▶ [WORK ORDER] A complete, exact copy of the records below is the required result.

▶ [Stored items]

== Segment start ==

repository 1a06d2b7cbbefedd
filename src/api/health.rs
use actix_web::{HttpResponse, Responder, get};

#[get("/health/")]
pub async fn health_check() -> impl Responder {
    HttpResponse::Ok().body("API is up and running 🦀")
}
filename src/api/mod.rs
mod balance;
mod chain;
mod health;
mod ledger;
mod mining;
pub mod models;
mod stats;
mod wallet;

use actix_web::web::{self, ServiceConfig};

pub use models::AppState;

pub fn init_routes(cfg: &mut ServiceConfig) {
    cfg.service(
        web::scope("/api/v1")
            .service(health::health_check)
            .service(chain::get_chain)
            .service(chain::validate_chain)
            .service(chain::mine_block)
            .service(chain::get_difficulty)
            .service(chain::set_difficulty)
            .service(mining::start_job)
            .service(mining::get_job)
            .service(mining::cancel_job)
            .service(stats::get_stats)
            .service(ledger::create_coins)
            .service(ledger::submit_tx)
            .service(ledger::check_tx)
            .service(ledger::mine)
            .service(ledger::get_chain)
            .service(ledger::get_pending)
            .service(balance::get_balance)
            .service(balance::get_coins)
            .service(wallet::create_wallet)
            .service(wallet::send),
    );
}
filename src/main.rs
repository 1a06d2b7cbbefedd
mod api;
mod blockchain;
mod config;
mod encoding;
mod error;
mod ledger;
mod transaction;
mod wallet;

use actix_web::{App, HttpServer, web};
use dotenvy::dotenv;
use log::info;
use std::io;

use api::AppState;
use blockchain::{Blockchain, CancelToken};
use config::Config;
use ledger::Ledger;

#[actix_web::main]
async fn main() -> io::Result<()> {
    let _ = dotenv();
    env_logger::init();

    let config = Config::from_env().map_err(|e| io::Error::new(io::ErrorKind::InvalidInput, e))?;

    let blockchain = Blockchain::new(&config.chain, &CancelToken::new())
        .map_err(io::Error::other)?;
    let ledger = Ledger::default();
    info!(
        "ledger authority {} (bits={:#010x}, target={}s, window={})",
        ledger.authority_address(),
        config.chain.initial_bits,
        config.chain.target_block_time.as_secs(),
        config.chain.retarget_window
    );

    println!(
        "⛓️ Starting blockchain API at http://{}:{}",
        config.host, config.port
    );

    let state = web::Data::new(AppState::new(blockchain, ledger));

    HttpServer::new(move || {
        App::new()
            .app_data(state.clone())
            .configure(api::init_routes)
    })
    .bind((config.host.as_str(), config.port))?
    .run()
    .await
}
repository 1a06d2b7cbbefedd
use std::collections::BTreeMap;

use rand::rngs::OsRng;
use secp256k1::{Message, PublicKey, Secp256k1, SecretKey, ecdsa::Signature};

use crate::encoding::{sha256, sha256_hex};
use crate::error::WalletError;
use crate::transaction::{Location, Tx};

/// A secp256k1 key pair together with its derived address.
#[derive(Debug, Clone)]
pub struct KeyPair {
    pub secret_key: SecretKey,
    pub public_key: PublicKey,
    pub address: String,
}

impl KeyPair {
    pub fn generate() -> Self {
        let secp = Secp256k1::new();
        let (secret_key, public_key) = secp.generate_keypair(&mut OsRng);
        Self::from_keys(secret_key, public_key)
    }

    pub fn from_secret_key(secret_key: SecretKey) -> Self {
        let secp = Secp256k1::signing_only();
        let public_key = PublicKey::from_secret_key(&secp, &secret_key);
        Self::from_keys(secret_key, public_key)
    }

    fn from_keys(secret_key: SecretKey, public_key: PublicKey) -> Self {
        Self {
            secret_key,
            public_key,
            address: address_of(&public_key),
        }
    }

    /// Build and sign a transaction spending `location` (user side).
    pub fn send_tx(&self, receivers: BTreeMap<String, u64>, location: Location) -> Tx {
        let mut tx = Tx::new(self.address.clone(), location, receivers);
        tx.signature = sign_hash(&self.secret_key, &tx.hash);
        tx
    }
}

/// Generate a new keypair and return (priv_hex, pub_hex_compressed, address).
pub fn generate_keypair_hex() -> (String, String, String) {
    let keys = KeyPair::generate();
    (
        hex::encode(keys.secret_key.secret_bytes()),
        hex::encode(keys.public_key.serialize()),
        keys.address,
    )
}

/// Address: SHA-256 of the 64-byte `x || y` public key coordinates, hex.
pub fn address_of(public_key: &PublicKey) -> String {
    let uncompressed = public_key.serialize_uncompressed();
    sha256_hex(&uncompressed[1..])
}

pub fn parse_public_key_hex(pubkey_hex: &str) -> Result<PublicKey, WalletError> {
    let bytes = hex::decode(pubkey_hex).map_err(|_| WalletError::InvalidHex)?;
    PublicKey::from_slice(&bytes).map_err(|_| WalletError::InvalidPublicKey)
}

pub fn parse_secret_key_hex(secret_hex: &str) -> Result<SecretKey, WalletError> {
    let bytes = hex::decode(secret_hex).map_err(|_| WalletError::InvalidHex)?;
    SecretKey::from_slice(&bytes).map_err(|_| WalletError::InvalidSecretKey)
}

/// The signed message is the SHA-256 of the hex hash string.
fn hash_message(hash_hex: &str) -> Message {
    Message::from_digest(sha256(hash_hex.as_bytes()))
}

/// Sign a hash string; returns the hex DER ECDSA signature.
pub fn sign_hash(secret_key: &SecretKey, hash_hex: &str) -> String {
    let secp = Secp256k1::signing_only();
    let sig = secp.sign_ecdsa(&hash_message(hash_hex), secret_key);
    hex::encode(sig.serialize_der())
}

/// Verify a hex DER signature over a hash string. Malformed input is simply
/// not a valid signature.
pub fn verify_hash(public_key: &PublicKey, sig_hex: &str, hash_hex: &str) -> bool {
    let secp = Secp256k1::verification_only();
    let Ok(sig_bytes) = hex::decode(sig_hex) else {
        return false;
    };
    let Ok(sig) = Signature::from_der(&sig_bytes) else {
        return false;
    };
    secp.verify_ecdsa(&hash_message(hash_hex), &sig, public_key)
        .is_ok()
}

#[cfg(test)]
mod tests {
    use super::*;

    #[test]
    fn signature_verifies_only_for_its_key_and_hash() {
        let alice = KeyPair::generate();
        let bob = KeyPair::generate();
        let sig = sign_hash(&alice.secret_key, "abc");
        assert!(verify_hash(&alice.public_key, &sig, "abc"));
        assert!(!verify_hash(&alice.public_key, &sig, "abd"));
        assert!(!verify_hash(&bob.public_key, &sig, "abc"));
    }

    #[test]
    fn garbage_signature_is_invalid() {
        let alice = KeyPair::generate();
        assert!(!verify_hash(&alice.public_key, "zz", "abc"));
        assert!(!verify_hash(&alice.public_key, "3006020101020101", "abc"));
    }

    #[test]
    fn address_is_fixed_width_hash() {
        let keys = KeyPair::generate();
        assert_eq!(keys.address.len(), 64);
        assert_eq!(keys.address, address_of(&keys.public_key));
        let again = KeyPair::from_secret_key(keys.secret_key);
        assert_eq!(again.address, keys.address);
    }

    #[test]
    fn hex_keys_round_trip() {
        let (sk_hex, pk_hex, address) = generate_keypair_hex();
        let sk = parse_secret_key_hex(&sk_hex).unwrap();
        let pk = parse_public_key_hex(&pk_hex).unwrap();
        assert_eq!(KeyPair::from_secret_key(sk).public_key, pk);
        assert_eq!(address_of(&pk), address);
        assert_eq!(parse_public_key_hex("nothex"), Err(WalletError::InvalidHex));
        assert_eq!(parse_public_key_hex("00"), Err(WalletError::InvalidPublicKey));
    }
}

== Segment end ==

▶ [TASK OUTPUT]
repository 1a06d2b7cbbefedd
filename src/api/health.rs
use actix_web::{HttpResponse, Responder, get};

#[get("/health/")]
pub async fn health_check() -> impl Responder {
    HttpResponse::Ok().body("API is up and running 🦀")
}
filename src/api/mod.rs
mod balance;
mod chain;
mod health;
mod ledger;
mod mining;
pub mod models;
mod stats;
mod wallet;

use actix_web::web::{self, ServiceConfig};

pub use models::AppState;

pub fn init_routes(cfg: &mut ServiceConfig) {
    cfg.service(
        web::scope("/api/v1")
            .service(health::health_check)
            .service(chain::get_chain)
            .service(chain::validate_chain)
            .service(chain::mine_block)
            .service(chain::get_difficulty)
            .service(chain::set_difficulty)
            .service(mining::start_job)
            .service(mining::get_job)
            .service(mining::cancel_job)
            .service(stats::get_stats)
            .service(ledger::create_coins)
            .service(ledger::submit_tx)
            .service(ledger::check_tx)
            .service(ledger::mine)
            .service(ledger::get_chain)
            .service(ledger::get_pending)
            .service(balance::get_balance)
            .service(balance::get_coins)
            .service(wallet::create_wallet)
            .service(wallet::send),
    );
}
filename src/main.rs
repository 1a06d2b7cbbefedd
mod api;
mod blockchain;
mod config;
mod encoding;
mod error;
mod ledger;
mod transaction;
mod wallet;

use actix_web::{App, HttpServer, web};
use dotenvy::dotenv;
use log::info;
use std::io;

use api::AppState;
use blockchain::{Blockchain, CancelToken};
use config::Config;
use ledger::Ledger;

#[actix_web::main]
async fn main() -> io::Result<()> {
    let _ = dotenv();
    env_logger::init();

    let config = Config::from_env().map_err(|e| io::Error::new(io::ErrorKind::InvalidInput, e))?;

    let blockchain = Blockchain::new(&config.chain, &CancelToken::new())
        .map_err(io::Error::other)?;
    let ledger = Ledger::default();
    info!(
        "ledger authority {} (bits={:#010x}, target={}s, window={})",
        ledger.authority_address(),
        config.chain.initial_bits,
        config.chain.target_block_time.as_secs(),
        config.chain.retarget_window
    );

    println!(
        "⛓️ Starting blockchain API at http://{}:{}",
        config.host, config.port
    );

    let state = web::Data::new(AppState::new(blockchain, ledger));

    HttpServer::new(move || {
        App::new()
            .app_data(state.clone())
            .configure(api::init_routes)
    })
    .bind((config.host.as_str(), config.port))?
    .run()
    .await
}
repository 1a06d2b7cbbefedd
use std::collections::BTreeMap;

use rand::rngs::OsRng;
use secp256k1::{Message, PublicKey, Secp256k1, SecretKey, ecdsa::Signature};

use crate::encoding::{sha256, sha256_hex};
use crate::error::WalletError;
use crate::transaction::{Location, Tx};

/// A secp256k1 key pair together with its derived address.
#[derive(Debug, Clone)]
pub struct KeyPair {
    pub secret_key: SecretKey,
    pub public_key: PublicKey,
    pub address: String,
}

impl KeyPair {
    pub fn generate() -> Self {
        let secp = Secp256k1::new();
        let (secret_key, public_key) = secp.generate_keypair(&mut OsRng);
        Self::from_keys(secret_key, public_key)
    }

    pub fn from_secret_key(secret_key: SecretKey) -> Self {
        let secp = Secp256k1::signing_only();
        let public_key = PublicKey::from_secret_key(&secp, &secret_key);
        Self::from_keys(secret_key, public_key)
    }

    fn from_keys(secret_key: SecretKey, public_key: PublicKey) -> Self {
        Self {
            secret_key,
            public_key,
            address: address_of(&public_key),
        }
    }

    /// Build and sign a transaction spending `location` (user side).
    pub fn send_tx(&self, receivers: BTreeMap<String, u64>, location: Location) -> Tx {
        let mut tx = Tx::new(self.address.clone(), location, receivers);
        tx.signature = sign_hash(&self.secret_key, &tx.hash);
        tx
    }
}

/// Generate a new keypair and return (priv_hex, pub_hex_compressed, address).
pub fn generate_keypair_hex() -> (String, String, String) {
    let keys = KeyPair::generate();
    (
        hex::encode(keys.secret_key.secret_bytes()),
        hex::encode(keys.public_key.serialize()),
        keys.address,
    )
}

/// Address: SHA-256 of the 64-byte `x || y` public key coordinates, hex.
pub fn address_of(public_key: &PublicKey) -> String {
    let uncompressed = public_key.serialize_uncompressed();
    sha256_hex(&uncompressed[1..])
}

pub fn parse_public_key_hex(pubkey_hex: &str) -> Result<PublicKey, WalletError> {
    let bytes = hex::decode(pubkey_hex).map_err(|_| WalletError::InvalidHex)?;
    PublicKey::from_slice(&bytes).map_err(|_| WalletError::InvalidPublicKey)
}

pub fn parse_secret_key_hex(secret_hex: &str) -> Result<SecretKey, WalletError> {
    let bytes = hex::decode(secret_hex).map_err(|_| WalletError::InvalidHex)?;
    SecretKey::from_slice(&bytes).map_err(|_| WalletError::InvalidSecretKey)
}

/// The signed message is the SHA-256 of the hex hash string.
fn hash_message(hash_hex: &str) -> Message {
    Message::from_digest(sha256(hash_hex.as_bytes()))
}

/// Sign a hash string; returns the hex DER ECDSA signature.
pub fn sign_hash(secret_key: &SecretKey, hash_hex: &str) -> String {
    let secp = Secp256k1::signing_only();
    let sig = secp.sign_ecdsa(&hash_message(hash_hex), secret_key);
    hex::encode(sig.serialize_der())
}

/// Verify a hex DER signature over a hash string. Malformed input is simply
/// not a valid signature.
pub fn verify_hash(public_key: &PublicKey, sig_hex: &str, hash_hex: &str) -> bool {
    let secp = Secp256k1::verification_only();
    let Ok(sig_bytes) = hex::decode(sig_hex) else {
        return false;
    };
    let Ok(sig) = Signature::from_der(&sig_bytes) else {
        return false;
    };
    secp.verify_ecdsa(&hash_message(hash_hex), &sig, public_key)
        .is_ok()
}

#[cfg(test)]
mod tests {
    use super::*;

    #[test]
    fn signature_verifies_only_for_its_key_and_hash() {
        let alice = KeyPair::generate();
        let bob = KeyPair::generate();
        let sig = sign_hash(&alice.secret_key, "abc");
        assert!(verify_hash(&alice.public_key, &sig, "abc"));
        assert!(!verify_hash(&alice.public_key, &sig, "abd"));
        assert!(!verify_hash(&bob.public_key, &sig, "abc"));
    }

    #[test]
    fn garbage_signature_is_invalid() {
        let alice = KeyPair::generate();
        assert!(!verify_hash(&alice.public_key, "zz", "abc"));
        assert!(!verify_hash(&alice.public_key, "3006020101020101", "abc"));
    }

    #[test]
    fn address_is_fixed_width_hash() {
        let keys = KeyPair::generate();
        assert_eq!(keys.address.len(), 64);
        assert_eq!(keys.address, address_of(&keys.public_key));
        let again = KeyPair::from_secret_key(keys.secret_key);
        assert_eq!(again.address, keys.address);
    }

    #[test]
    fn hex_keys_round_trip() {
        let (sk_hex, pk_hex, address) = generate_keypair_hex();
        let sk = parse_secret_key_hex(&sk_hex).unwrap();
        let pk = parse_public_key_hex(&pk_hex).unwrap();
        assert_eq!(KeyPair::from_secret_key(sk).public_key, pk);
        assert_eq!(address_of(&pk), address);
        assert_eq!(parse_public_key_hex("nothex"), Err(WalletError::InvalidHex));
        assert_eq!(parse_public_key_hex("00"), Err(WalletError::InvalidPublicKey));
    }
}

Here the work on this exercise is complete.